Face of medieval knight revealed


As yet another version of Robin Hood tops the UK Box Office, it’s medieval history in the headlines this week.


For those interested in the outlaw’s choice of attire, there’s a look back at the history of men in tights, from Henry VIII to Tony Curtis.

Elsewhere, scientists have been busy digitally reconstructing the face of the knightly skeleton discovered at Stirling Castle this week, revealing a nobleman comparable to the modern day rugby player.

The medieval answer to the filofax has also come to attention at Cambridge University, where a collection of diary entries, jokes and recipies written in 15th-century English are to be put online.

Also hitting the internet soon are 40 million pages from the British Library’s newspaper collection. Spreading across three centuries and including articles from over 50,000 newspapers, the London based archive will be available to researchers from around the world in the next decade.

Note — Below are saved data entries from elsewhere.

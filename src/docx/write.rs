use std::collections::HashMap;
use std::ops::Range;
use std::sync::Arc;

use quick_xml::escape::{escape, partial_escape};

use super::DocxFile;
use crate::error::Error;
use crate::model::{ImageData, ImageSource, ImageSpan, Span, TextSpan, Unit};
use crate::package::{ContentTypes, Package, REL_IMAGE, Relationships};
use crate::xml::splice;

/// Media and relationship bookkeeping shared by every rewritten part.
struct MediaWriter<'p> {
    package: &'p mut Package,
    content_types: ContentTypes,
    rels: HashMap<usize, Relationships>,
    /// (part index, image) → relationship id, so an image inserted several
    /// times into one part is stored once.
    embedded: HashMap<(usize, *const ImageData), String>,
    next_drawing_id: u32,
}

pub(super) fn write_back(file: &DocxFile, package: &mut Package) -> Result<(), Error> {
    let mut rewritten: HashMap<usize, Vec<&Unit>> = HashMap::new();
    for unit in file.document.all_units() {
        if let (true, Some(origin)) = (unit.is_rewritten(), &unit.origin) {
            rewritten.entry(origin.part).or_default().push(unit);
        }
    }
    if rewritten.is_empty() {
        log::debug!("No rewritten paragraphs, copying package unchanged");
        return Ok(());
    }

    let mut media = MediaWriter {
        content_types: ContentTypes::load(package)?,
        package,
        rels: HashMap::new(),
        embedded: HashMap::new(),
        next_drawing_id: file.max_drawing_id + 1,
    };

    let mut indices: Vec<usize> = rewritten.keys().copied().collect();
    indices.sort_unstable();
    for index in indices {
        let Some(part) = file.parts.get(index) else {
            continue;
        };
        let units = &rewritten[&index];
        let mut edits: Vec<(Range<usize>, String)> = Vec::with_capacity(units.len());
        for unit in units {
            let Some(origin) = &unit.origin else {
                continue;
            };
            let mut xml = origin.open_tag.clone();
            if let Some(ppr) = &unit.props().native {
                xml.push_str(ppr);
            }
            for span in unit.spans() {
                match span {
                    Span::Text(text) => push_text_run(&mut xml, text),
                    Span::Image(image) => {
                        let run = media.image_run(index, &part.name, image)?;
                        xml.push_str(&run);
                    }
                }
            }
            xml.push_str(&origin.close_tag);
            edits.push((origin.range.clone(), xml));
        }
        log::debug!("Rewriting {} paragraphs in {}", edits.len(), part.name);
        let xml = splice(&part.xml, edits);
        media.package.put(&part.name, xml.into_bytes());
    }

    for rels in media.rels.values() {
        rels.store(media.package);
    }
    media.content_types.store(media.package)
}

/// One `w:r` per text span; tabs, breaks and special hyphens become their
/// run content elements.
fn push_text_run(xml: &mut String, span: &TextSpan) {
    xml.push_str("<w:r>");
    if let Some(rpr) = &span.format.native {
        xml.push_str(rpr);
    }
    let text = span.text.replace("\r\n", "\n");
    let mut pending = String::new();
    for c in text.chars() {
        let element = match c {
            '\t' => "<w:tab/>",
            '\n' | '\r' => "<w:br/>",
            '\u{AD}' => "<w:softHyphen/>",
            '\u{2011}' => "<w:noBreakHyphen/>",
            c => {
                pending.push(c);
                continue;
            }
        };
        flush_text(xml, &mut pending);
        xml.push_str(element);
    }
    flush_text(xml, &mut pending);
    xml.push_str("</w:r>");
}

fn flush_text(xml: &mut String, pending: &mut String) {
    if pending.is_empty() {
        return;
    }
    xml.push_str("<w:t xml:space=\"preserve\">");
    xml.push_str(&partial_escape(pending.as_str()));
    xml.push_str("</w:t>");
    pending.clear();
}

impl MediaWriter<'_> {
    fn image_run(&mut self, part: usize, part_name: &str, image: &ImageSpan) -> Result<String, Error> {
        let rel_id = match &image.source {
            ImageSource::Embedded { rel_id } => rel_id.clone(),
            ImageSource::Inserted(data) => self.embed(part, part_name, data)?,
        };
        let mut run = String::from("<w:r>");
        match &image.native {
            Some(native) => {
                if let Some(rpr) = &native.run_props {
                    run.push_str(rpr);
                }
                let mut edits = vec![(native.embed.clone(), rel_id)];
                for (cx, cy) in &native.extents {
                    edits.push((cx.clone(), image.extent.cx.to_string()));
                    edits.push((cy.clone(), image.extent.cy.to_string()));
                }
                run.push_str(&splice(&native.xml, edits));
            }
            None => {
                let id = self.next_drawing_id;
                self.next_drawing_id += 1;
                let name = match &image.source {
                    ImageSource::Inserted(data) => data
                        .path
                        .file_name()
                        .map(|n| n.to_string_lossy().into_owned())
                        .unwrap_or_default(),
                    ImageSource::Embedded { .. } => String::new(),
                };
                run.push_str(&inline_drawing(id, &name, &rel_id, image));
            }
        }
        run.push_str("</w:r>");
        Ok(run)
    }

    fn embed(&mut self, part: usize, part_name: &str, data: &Arc<ImageData>) -> Result<String, Error> {
        let key = (part, Arc::as_ptr(data));
        if let Some(id) = self.embedded.get(&key) {
            return Ok(id.clone());
        }
        let ext = data.extension();
        let media_part = self.package.unique_part_name("word/media/merge_image", ext);
        self.package.put(&media_part, data.bytes.clone());
        self.content_types.ensure_default(ext, data.content_type());

        let rels = match self.rels.entry(part) {
            std::collections::hash_map::Entry::Occupied(e) => e.into_mut(),
            std::collections::hash_map::Entry::Vacant(e) => {
                e.insert(Relationships::load(self.package, part_name)?)
            }
        };
        let id = rels.add(REL_IMAGE, &media_part);
        log::debug!("Embedded {} as {media_part} ({id})", data.path.display());
        self.embedded.insert(key, id.clone());
        Ok(id)
    }
}

fn inline_drawing(id: u32, name: &str, rel_id: &str, image: &ImageSpan) -> String {
    let (cx, cy) = (image.extent.cx, image.extent.cy);
    let name = escape(name);
    format!(
        concat!(
            r#"<w:drawing><wp:inline distT="0" distB="0" distL="0" distR="0" xmlns:wp="http://schemas.openxmlformats.org/drawingml/2006/wordprocessingDrawing">"#,
            r#"<wp:extent cx="{cx}" cy="{cy}"/><wp:docPr id="{id}" name="Picture {id}"/>"#,
            r#"<wp:cNvGraphicFramePr><a:graphicFrameLocks xmlns:a="http://schemas.openxmlformats.org/drawingml/2006/main" noChangeAspect="1"/></wp:cNvGraphicFramePr>"#,
            r#"<a:graphic xmlns:a="http://schemas.openxmlformats.org/drawingml/2006/main"><a:graphicData uri="http://schemas.openxmlformats.org/drawingml/2006/picture">"#,
            r#"<pic:pic xmlns:pic="http://schemas.openxmlformats.org/drawingml/2006/picture"><pic:nvPicPr><pic:cNvPr id="0" name="{name}"/><pic:cNvPicPr/></pic:nvPicPr>"#,
            r#"<pic:blipFill><a:blip xmlns:r="http://schemas.openxmlformats.org/officeDocument/2006/relationships" r:embed="{rel_id}"/><a:stretch><a:fillRect/></a:stretch></pic:blipFill>"#,
            r#"<pic:spPr><a:xfrm><a:off x="0" y="0"/><a:ext cx="{cx}" cy="{cy}"/></a:xfrm><a:prstGeom prst="rect"><a:avLst/></a:prstGeom></pic:spPr>"#,
            r#"</pic:pic></a:graphicData></a:graphic></wp:inline></w:drawing>"#,
        ),
        cx = cx,
        cy = cy,
        id = id,
        name = name,
        rel_id = rel_id,
    )
}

Fresh from another archive this week were secret documents revealing British interest in biological warfare during the Second World War. Scientists linked to the War Cabinet committee investigated the effectiveness of cholera, typhoid and dysentery as a wartime weapon.

Elsewhere in London, there are ambitious proposals for a Battle of Britain memorial from the Royal Air Force Museum. Plans for an £85 million metal structure have been met with apprehension from some London residents, who fear the 116-metre-high design will dominate the London skyline.

Another cause for concern this week is the danger posed to six historic cathedrals by the recession, while debate has sprung up over the true origin of the Devonshire cream tea.


Finally and slightly further afield, archeologists in Mexico claim to have found the oldest burial site in a Mesoamerican pyramid. One of the four skeletons discovered inside the tomb is believed to be the ruler of Chiapo de Corzo, an ancient and important settlement of the area.